Material to process >>
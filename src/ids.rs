//! Deterministic identifier derivation.
//!
//! Room and user ids are derived from seed strings with a small additive hash
//! that only borrows the UUID v4 layout. It is reproducible, not random, and
//! not meant to be collision resistant: every slot is a multiple of the sum of
//! the seed's code units, so seeds with equal sums mod 256 share an id.

use uuid::Uuid;

/// Hash a seed string into 16 bytes with the version and variant bits set.
///
/// The seed is consumed as UTF-16 code units so ids match those produced by
/// the web client for the same seed.
pub fn hash_seed(seed: &str) -> [u8; 16] {
    let mut hash = [0u8; 16];

    for unit in seed.encode_utf16() {
        let code = u32::from(unit);
        for (slot, byte) in hash.iter_mut().enumerate() {
            let step = code * (slot as u32 + 1) * 31;
            *byte = ((u32::from(*byte) + step) % 256) as u8;
        }
    }

    hash[6] = (hash[6] & 0x0f) | 0x40;
    hash[8] = (hash[8] & 0x3f) | 0x80;
    hash
}

/// Render `hash_seed(seed)` as a lowercase `8-4-4-4-12` identifier.
pub fn string_to_uuid(seed: &str) -> String {
    Uuid::from_bytes(hash_seed(seed)).hyphenated().to_string()
}

#[cfg(test)]
mod tests {
    use super::*;

    #[test]
    fn empty_seed_only_carries_marker_bits() {
        let bytes = hash_seed("");
        let mut expected = [0u8; 16];
        expected[6] = 0x40;
        expected[8] = 0x80;
        assert_eq!(bytes, expected);
        assert_eq!(
            string_to_uuid(""),
            "00000000-0000-4000-8000-000000000000"
        );
    }

    #[test]
    fn single_character_matches_hand_computed_bytes() {
        // 'a' = 97; slot j gets 97 * (j + 1) * 31 mod 256.
        let bytes = hash_seed("a");
        let raw: Vec<u8> = (0..16u32).map(|j| ((97 * (j + 1) * 31) % 256) as u8).collect();

        for (slot, value) in bytes.iter().enumerate() {
            match slot {
                6 => assert_eq!(*value, (raw[6] & 0x0f) | 0x40),
                8 => assert_eq!(*value, (raw[8] & 0x3f) | 0x80),
                _ => assert_eq!(*value, raw[slot]),
            }
        }
        // 97 * 31 = 3007 = 0xbbf -> 0xbf
        assert_eq!(bytes[0], 0xbf);
        assert!(string_to_uuid("a").starts_with("bf"));
    }

    #[test]
    fn derivation_is_deterministic() {
        let seed = "room-agent-42-1700000000000";
        assert_eq!(string_to_uuid(seed), string_to_uuid(seed));
        assert_ne!(string_to_uuid(seed), string_to_uuid("room-agent-43-1700000000000"));
    }

    #[test]
    fn seeds_with_equal_code_unit_sums_collide() {
        assert_eq!(hash_seed("ab"), hash_seed("ba"));
        assert_eq!(hash_seed("room-1-19"), hash_seed("room-1-28"));
        assert_ne!(hash_seed("room-1-19"), hash_seed("room-1-20"));
    }

    #[test]
    fn identifiers_carry_version_and_variant_bits() {
        for seed in ["x", "agent-42", "room-abc-123", "ünïcødé ✓", "a much longer seed string"] {
            let bytes = hash_seed(seed);
            assert_eq!(bytes[6] >> 4, 0x4, "version nibble for {seed}");
            assert_eq!(bytes[8] >> 6, 0b10, "variant bits for {seed}");
        }
    }

    #[test]
    fn formatted_identifier_shape() {
        let id = string_to_uuid("agent-42");
        let groups: Vec<&str> = id.split('-').collect();
        assert_eq!(
            groups.iter().map(|g| g.len()).collect::<Vec<_>>(),
            vec![8, 4, 4, 4, 12]
        );
        assert!(id.chars().all(|c| c == '-' || c.is_ascii_digit() || ('a'..='f').contains(&c)));
        assert_eq!(&id[14..15], "4");
    }

    #[test]
    fn astral_characters_hash_as_surrogate_pairs() {
        // U+1F3B5 encodes as the pair D83C DFB5.
        let direct = hash_seed("\u{1F3B5}");
        let mut manual = [0u8; 16];
        for unit in [0xD83Cu32, 0xDFB5] {
            for (slot, byte) in manual.iter_mut().enumerate() {
                *byte = ((u32::from(*byte) + unit * (slot as u32 + 1) * 31) % 256) as u8;
            }
        }
        manual[6] = (manual[6] & 0x0f) | 0x40;
        manual[8] = (manual[8] & 0x3f) | 0x80;
        assert_eq!(direct, manual);
    }
}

Task >> Please output the exact lines of the records above, beginning with the first and stopping after the line that holds "of the sum of", and nothing else.

Problem solution >>
filename src/ids.rs
//! Deterministic identifier derivation.
//!
//! Room and user ids are derived from seed strings with a small additive hash
//! that only borrows the UUID v4 layout. It is reproducible, not random, and
//! not meant to be collision resistant: every slot is a multiple of the sum of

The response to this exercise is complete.